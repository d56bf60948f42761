//! Tunable parameters for every analysis stage.
//!
//! All thresholds live here so that the numeric code never hardcodes them.
//! Each section deserializes with `#[serde(default)]`, so a TOML file only
//! has to name the values it overrides.

use crate::detectors::correction::CorrectionMethod;
use crate::error::{AnalysisError, Result};
use serde::{Deserialize, Serialize};
use std::path::Path;

#[derive(Debug, Clone, Default, PartialEq, Serialize, Deserialize)]
#[serde(default)]
pub struct AnalysisConfig {
    pub artifact: ArtifactConfig,
    pub correction: CorrectionConfig,
    pub time: TimeDomainConfig,
    pub frequency: FrequencyConfig,
    pub nonlinear: NonlinearConfig,
    pub ans: AnsConfig,
    pub readiness: ReadinessConfig,
    pub classifier: ClassifierConfig,
    pub selector: SelectorConfig,
    pub verification: VerificationConfig,
}

/// Artifact detection against a centered rolling median.
#[derive(Debug, Clone, PartialEq, Serialize, Deserialize)]
#[serde(default)]
pub struct ArtifactConfig {
    /// Rolling median window (beats).
    pub median_window: usize,
    /// Intervals below this are technical artifacts (ms).
    pub min_rr_ms: f64,
    /// Intervals above this are technical artifacts (ms).
    pub max_rr_ms: f64,
    /// Relative deviation from the local median that marks an ectopic beat.
    pub ectopic_threshold: f64,
    /// Relative excess over the local median that marks a missed beat.
    pub missed_threshold: f64,
    /// Relative shortfall below the local median that opens the extra/ectopic branch.
    pub extra_threshold: f64,
}

impl Default for ArtifactConfig {
    fn default() -> Self {
        Self {
            median_window: 50,
            min_rr_ms: 200.0,
            max_rr_ms: 2000.0,
            ectopic_threshold: 0.20,
            missed_threshold: 0.30,
            extra_threshold: 0.30,
        }
    }
}

#[derive(Debug, Clone, PartialEq, Serialize, Deserialize)]
#[serde(default)]
pub struct CorrectionConfig {
    /// Correction applied before the final metric pass.
    pub method: CorrectionMethod,
    /// Neighbourhood for median replacement (beats).
    pub median_window: usize,
    /// Lower clamp for spline-corrected values (ms).
    pub spline_min_ms: f64,
    /// Upper clamp for spline-corrected values (ms).
    pub spline_max_ms: f64,
}

impl Default for CorrectionConfig {
    fn default() -> Self {
        Self {
            method: CorrectionMethod::None,
            median_window: 11,
            spline_min_ms: 300.0,
            spline_max_ms: 2000.0,
        }
    }
}

#[derive(Debug, Clone, PartialEq, Serialize, Deserialize)]
#[serde(default)]
pub struct TimeDomainConfig {
    /// Rolling heart-rate window length (ms); windows overlap by half.
    pub hr_window_ms: i64,
    /// Beats needed for a rolling heart-rate window to count.
    pub hr_min_beats: usize,
    pub hr_min_bpm: f64,
    pub hr_max_bpm: f64,
    /// Histogram bin for the triangular index (1/128 s).
    pub histogram_bin_ms: f64,
    pub triangular_min_beats: usize,
}

impl Default for TimeDomainConfig {
    fn default() -> Self {
        Self {
            hr_window_ms: 10_000,
            hr_min_beats: 5,
            hr_min_bpm: 30.0,
            hr_max_bpm: 200.0,
            histogram_bin_ms: 7.8125,
            triangular_min_beats: 20,
        }
    }
}

#[derive(Debug, Clone, PartialEq, Serialize, Deserialize)]
#[serde(default)]
pub struct FrequencyConfig {
    /// Uniform resampling rate for the tachogram (Hz).
    pub resample_hz: f64,
    /// Welch segment length in samples; segments overlap by half.
    pub segment_len: usize,
    pub min_clean_beats: usize,
    pub min_samples: usize,
    /// VLF is only reported for spans at least this long (ms).
    pub vlf_min_span_ms: i64,
    pub vlf_band: [f64; 2],
    pub lf_band: [f64; 2],
    pub hf_band: [f64; 2],
    /// Upper bound on cached transform plans.
    pub plan_cache_capacity: usize,
}

impl Default for FrequencyConfig {
    fn default() -> Self {
        Self {
            resample_hz: 4.0,
            segment_len: 256,
            min_clean_beats: 120,
            min_samples: 64,
            vlf_min_span_ms: 600_000,
            vlf_band: [0.003, 0.04],
            lf_band: [0.04, 0.15],
            hf_band: [0.15, 0.4],
            plan_cache_capacity: 10,
        }
    }
}

#[derive(Debug, Clone, PartialEq, Serialize, Deserialize)]
#[serde(default)]
pub struct NonlinearConfig {
    /// Embedding dimension for sample/approximate entropy.
    pub entropy_m: usize,
    /// Tolerance as a fraction of the series standard deviation.
    pub entropy_r: f64,
    pub dfa: DfaConfig,
}

impl Default for NonlinearConfig {
    fn default() -> Self {
        Self {
            entropy_m: 2,
            entropy_r: 0.2,
            dfa: DfaConfig::default(),
        }
    }
}

#[derive(Debug, Clone, PartialEq, Serialize, Deserialize)]
#[serde(default)]
pub struct DfaConfig {
    pub alpha1_min_box: usize,
    pub alpha1_max_box: usize,
    pub alpha2_min_box: usize,
    pub alpha2_max_box: usize,
    pub alpha2_min_beats: usize,
    /// Box sizes that must yield a fluctuation before α2 is reported.
    pub alpha2_min_box_sizes: usize,
}

impl Default for DfaConfig {
    fn default() -> Self {
        Self {
            alpha1_min_box: 4,
            alpha1_max_box: 16,
            alpha2_min_box: 16,
            alpha2_max_box: 64,
            alpha2_min_beats: 256,
            alpha2_min_box_sizes: 3,
        }
    }
}

/// Mean and standard deviation of a normative reference population.
#[derive(Debug, Clone, Copy, PartialEq, Serialize, Deserialize)]
pub struct Norm {
    pub mean: f64,
    pub sd: f64,
}

impl Norm {
    pub const fn new(mean: f64, sd: f64) -> Self {
        Self { mean, sd }
    }

    pub fn z(&self, value: f64) -> f64 {
        if self.sd == 0.0 {
            0.0
        } else {
            (value - self.mean) / self.sd
        }
    }
}

#[derive(Debug, Clone, PartialEq, Serialize, Deserialize)]
#[serde(default)]
pub struct AnsConfig {
    /// Histogram bin for the Baevsky stress index (ms).
    pub stress_bin_ms: f64,
    pub mean_rr: Norm,
    pub rmssd: Norm,
    pub sd1: Norm,
    pub mean_hr: Norm,
    pub stress_index: Norm,
    pub sd2: Norm,
}

impl Default for AnsConfig {
    fn default() -> Self {
        Self {
            stress_bin_ms: 50.0,
            mean_rr: Norm::new(926.9, 142.1),
            rmssd: Norm::new(42.0, 15.0),
            sd1: Norm::new(29.7, 10.6),
            mean_hr: Norm::new(66.0, 9.4),
            stress_index: Norm::new(150.0, 100.0),
            sd2: Norm::new(70.0, 25.0),
        }
    }
}

#[derive(Debug, Clone, PartialEq, Serialize, Deserialize)]
#[serde(default)]
pub struct ReadinessConfig {
    pub base_score: f64,
    /// Score points per unit of (RMSSD ratio - 1).
    pub ratio_weight: f64,
    pub ratio_limit: f64,
    /// VO2max at which the fitness factor is 1.
    pub reference_vo2max: f64,
    pub fitness_factor_range: [f64; 2],
    pub balance_weight: f64,
    pub balance_limit: f64,
    /// α1 above this counts as overly rigid.
    pub alpha1_high: f64,
    pub alpha1_organized_adjustment: f64,
    pub alpha1_low_adjustment: f64,
    pub alpha1_high_adjustment: f64,
    /// Acute:chronic load ratios and the score adjustment each triggers.
    pub load_spike_ratio: f64,
    pub load_spike_adjustment: f64,
    pub load_elevated_ratio: f64,
    pub load_elevated_adjustment: f64,
    pub load_detraining_ratio: f64,
    pub load_detraining_adjustment: f64,
}

impl Default for ReadinessConfig {
    fn default() -> Self {
        Self {
            base_score: 5.0,
            ratio_weight: 5.0,
            ratio_limit: 3.0,
            reference_vo2max: 45.0,
            fitness_factor_range: [0.8, 1.2],
            balance_weight: 0.5,
            balance_limit: 1.5,
            alpha1_high: 1.2,
            alpha1_organized_adjustment: 1.0,
            alpha1_low_adjustment: -1.0,
            alpha1_high_adjustment: -0.5,
            load_spike_ratio: 1.5,
            load_spike_adjustment: -1.5,
            load_elevated_ratio: 1.3,
            load_elevated_adjustment: -0.75,
            load_detraining_ratio: 0.8,
            load_detraining_adjustment: 0.25,
        }
    }
}

#[derive(Debug, Clone, PartialEq, Serialize, Deserialize)]
#[serde(default)]
pub struct ClassifierConfig {
    pub min_clean_beats: usize,
    /// HR coefficient of variation below which heart rate counts as stable.
    pub hr_cv_threshold: f64,
    /// Inclusive α1 range of organized recovery.
    pub organized_alpha1: [f64; 2],
    /// Lower bound of the flexible band; its upper bound is the organized minimum.
    pub flexible_alpha1_min: f64,
    pub max_lf_hf: f64,
}

impl Default for ClassifierConfig {
    fn default() -> Self {
        Self {
            min_clean_beats: 60,
            hr_cv_threshold: 0.08,
            organized_alpha1: [0.75, 1.0],
            flexible_alpha1_min: 0.60,
            max_lf_hf: 1.5,
        }
    }
}

#[derive(Debug, Clone, PartialEq, Serialize, Deserialize)]
#[serde(default)]
pub struct SelectorConfig {
    /// Start of the search band as a fraction of actual sleep.
    pub band_start: f64,
    /// End of the search band as a fraction of actual sleep.
    pub band_end: f64,
    pub target_window_beats: usize,
    /// Smallest window the adaptive sizing may shrink to.
    pub min_window_beats: usize,
    /// Slide step is window size divided by this.
    pub step_divisor: usize,
    pub min_clean_beats: usize,
    /// Floor for the adaptive clean-beat minimum on shrunken windows.
    pub adaptive_clean_floor: usize,
    pub max_artifact_rate: f64,
    /// Deviation from the neighbourhood median that excludes a beat from a candidate.
    pub ectopic_threshold: f64,
    /// Neighbours (excluding the beat itself) used for the ectopic median.
    pub ectopic_neighborhood: usize,
    /// Candidate RMSSD ratio over both neighbours that marks an isolated spike.
    pub spike_ratio: f64,
    /// Clean beats needed before DFA α1 is computed for a candidate.
    pub dfa_min_beats: usize,
    /// Weight of HR instability in the stability-weighted ranking.
    pub stability_weight: f64,
}
use serde::{Deserialize, Serialize};

/// One beat-to-beat interval as delivered by the beat detector.
#[derive(Debug, Clone, Copy, PartialEq, Eq, Serialize, Deserialize)]
pub struct RRPoint {
    /// Beat timestamp in milliseconds, non-decreasing within a recording
    pub timestamp_ms: i64,
    /// Interval in milliseconds
    pub rr_ms: u32,
    /// Heart rate reported by the sensor alongside this beat, if any
    #[serde(default)]
    pub hr_bpm: Option<u16>,
}

impl RRPoint {
    pub fn new(timestamp_ms: i64, rr_ms: u32) -> Self {
        Self {
            timestamp_ms,
            rr_ms,
            hr_bpm: None,
        }
    }

    pub fn with_hr(mut self, hr_bpm: u16) -> Self {
        self.hr_bpm = Some(hr_bpm);
        self
    }

    pub fn value(&self) -> f64 {
        self.rr_ms as f64
    }
}

/// RR intervals (milliseconds) of one recording session.
///
/// Created once by the collector and only read by the analysis code.
#[derive(Debug, Clone, Default, PartialEq, Serialize, Deserialize)]
pub struct RRSeries {
    pub points: Vec<RRPoint>,
}

impl RRSeries {
    pub fn new(points: Vec<RRPoint>) -> Self {
        Self { points }
    }

    /// Build a series from bare intervals, accumulating timestamps from zero.
    pub fn from_intervals(intervals: &[u32]) -> Self {
        let mut acc = 0i64;
        let points = intervals
            .iter()
            .map(|&rr| {
                acc += rr as i64;
                RRPoint::new(acc, rr)
            })
            .collect();
        Self { points }
    }

    pub fn len(&self) -> usize {
        self.points.len()
    }

    pub fn is_empty(&self) -> bool {
        self.points.is_empty()
    }

    pub fn values(&self) -> Vec<f64> {
        self.points.iter().map(RRPoint::value).collect()
    }

    pub fn start_ms(&self) -> Option<i64> {
        self.points.first().map(|p| p.timestamp_ms)
    }

    pub fn end_ms(&self) -> Option<i64> {
        self.points.last().map(|p| p.timestamp_ms)
    }

    /// Span between first and last beat timestamps.
    pub fn duration_ms(&self) -> i64 {
        match (self.start_ms(), self.end_ms()) {
            (Some(start), Some(end)) => (end - start).max(0),
            _ => 0,
        }
    }

    /// Index of the beat whose timestamp is closest to `timestamp_ms`.
    pub fn nearest_index(&self, timestamp_ms: i64) -> Option<usize> {
        if self.points.is_empty() {
            return None;
        }
        let idx = self
            .points
            .partition_point(|p| p.timestamp_ms < timestamp_ms);
        if idx == 0 {
            return Some(0);
        }
        if idx >= self.points.len() {
            return Some(self.points.len() - 1);
        }
        let before = timestamp_ms - self.points[idx - 1].timestamp_ms;
        let after = self.points[idx].timestamp_ms - timestamp_ms;
        Some(if before <= after { idx - 1 } else { idx })
    }
}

▸ **Task description**:
Among the lines above, which contain the word "CorrectionConfig"? Copy every one.

▸ **Problem solution**:
    pub correction: CorrectionConfig,
pub struct CorrectionConfig {
impl Default for CorrectionConfig {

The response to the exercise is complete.